Problem to work on: Below are the records; pull every line that includes "Release".

Extracted data entries:
.....

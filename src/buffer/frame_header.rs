use std::sync::atomic::{AtomicBool, AtomicU32, Ordering};

use parking_lot::RwLock;

use crate::common::{FrameId, PageId, INVALID_PAGE_ID, PAGE_SIZE};

/// FrameHeader manages a single buffer frame: the page's bytes plus the
/// metadata the pool needs to track residency, pinning and dirtiness.
pub struct FrameHeader {
    /// The frame ID (index in the buffer pool)
    frame_id: FrameId,
    /// The page ID stored in this frame (INVALID_PAGE_ID if empty)
    page_id: AtomicU32,
    /// Number of active references preventing eviction
    pin_count: AtomicU32,
    /// Whether the contents differ from the on-disk page
    is_dirty: AtomicBool,
    /// The page data
    pub(crate) data: RwLock<Box<[u8; PAGE_SIZE]>>,
}

impl FrameHeader {
    pub fn new(frame_id: FrameId) -> Self {
        Self {
            frame_id,
            page_id: AtomicU32::new(INVALID_PAGE_ID.as_u32()),
            pin_count: AtomicU32::new(0),
            is_dirty: AtomicBool::new(false),
            data: RwLock::new(Box::new([0u8; PAGE_SIZE])),
        }
    }

    pub fn frame_id(&self) -> FrameId {
        self.frame_id
    }

    pub fn page_id(&self) -> PageId {
        PageId::new(self.page_id.load(Ordering::Acquire))
    }

    pub fn set_page_id(&self, page_id: PageId) {
        self.page_id.store(page_id.as_u32(), Ordering::Release);
    }

    pub fn pin_count(&self) -> u32 {
        self.pin_count.load(Ordering::Acquire)
    }

    /// Increments the pin count and returns the new value.
    pub fn pin(&self) -> u32 {
        self.pin_count.fetch_add(1, Ordering::AcqRel) + 1
    }

    /// Decrements the pin count and returns the new value, or None if the
    /// count was already zero.
    pub fn unpin(&self) -> Option<u32> {
        loop {
            let current = self.pin_count.load(Ordering::Acquire);
            if current == 0 {
                return None;
            }
            if self
                .pin_count
                .compare_exchange(current, current - 1, Ordering::AcqRel, Ordering::Relaxed)
                .is_ok()
            {
                return Some(current - 1);
            }
        }
    }

    pub fn is_dirty(&self) -> bool {
        self.is_dirty.load(Ordering::Acquire)
    }

    pub fn set_dirty(&self, dirty: bool) {
        self.is_dirty.store(dirty, Ordering::Release);
    }

    /// Returns a read guard over the page data.
    pub fn read_data(&self) -> parking_lot::RwLockReadGuard<'_, Box<[u8; PAGE_SIZE]>> {
        self.data.read()
    }

    /// Returns a write guard over the page data. Callers mutating the page
    /// are responsible for the dirty flag.
    pub fn write_data(&self) -> parking_lot::RwLockWriteGuard<'_, Box<[u8; PAGE_SIZE]>> {
        self.data.write()
    }

    /// Copies a full page from the given slice into the frame.
    pub fn copy_from(&self, data: &[u8]) {
        assert_eq!(data.len(), PAGE_SIZE);
        self.data.write().copy_from_slice(data);
    }

    /// Copies the frame's contents into the given slice.
    pub fn copy_to(&self, data: &mut [u8]) {
        assert_eq!(data.len(), PAGE_SIZE);
        data.copy_from_slice(&**self.data.read());
    }

    /// Resets the frame to its empty state: invalid page id, no pins,
    /// clean, zeroed memory.
    pub fn reset(&self) {
        self.page_id
            .store(INVALID_PAGE_ID.as_u32(), Ordering::Release);
        self.pin_count.store(0, Ordering::Release);
        self.is_dirty.store(false, Ordering::Release);
        self.data.write().fill(0);
    }
}

#[cfg(test)]
mod tests {
    use super::*;

    #[test]
    fn test_new_frame_is_empty() {
        let frame = FrameHeader::new(FrameId::new(0));
        assert_eq!(frame.frame_id(), FrameId::new(0));
        assert_eq!(frame.page_id(), INVALID_PAGE_ID);
        assert_eq!(frame.pin_count(), 0);
        assert!(!frame.is_dirty());
    }

    #[test]
    fn test_pin_unpin() {
        let frame = FrameHeader::new(FrameId::new(0));

        assert_eq!(frame.pin(), 1);
        assert_eq!(frame.pin(), 2);
        assert_eq!(frame.unpin(), Some(1));
        assert_eq!(frame.unpin(), Some(0));
        assert_eq!(frame.unpin(), None);
    }

    #[test]
    fn test_data_round_trip() {
        let frame = FrameHeader::new(FrameId::new(0));

        let mut data = [0u8; PAGE_SIZE];
        data[0] = 42;
        data[PAGE_SIZE - 1] = 7;
        frame.copy_from(&data);

        let mut out = [0u8; PAGE_SIZE];
        frame.copy_to(&mut out);
        assert_eq!(out[0], 42);
        assert_eq!(out[PAGE_SIZE - 1], 7);
    }

    #[test]
    fn test_reset() {
        let frame = FrameHeader::new(FrameId::new(0));
        frame.set_page_id(PageId::new(5));
        frame.pin();
        frame.set_dirty(true);
        frame.copy_from(&[1u8; PAGE_SIZE]);

        frame.reset();

        assert_eq!(frame.page_id(), INVALID_PAGE_ID);
        assert_eq!(frame.pin_count(), 0);
        assert!(!frame.is_dirty());
        assert!(frame.read_data().iter().all(|&b| b == 0));
    }
}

.....

Reply:
        self.page_id.store(page_id.as_u32(), Ordering::Release);
        self.is_dirty.store(dirty, Ordering::Release);
            .store(INVALID_PAGE_ID.as_u32(), Ordering::Release);
        self.pin_count.store(0, Ordering::Release);
        self.is_dirty.store(false, Ordering::Release);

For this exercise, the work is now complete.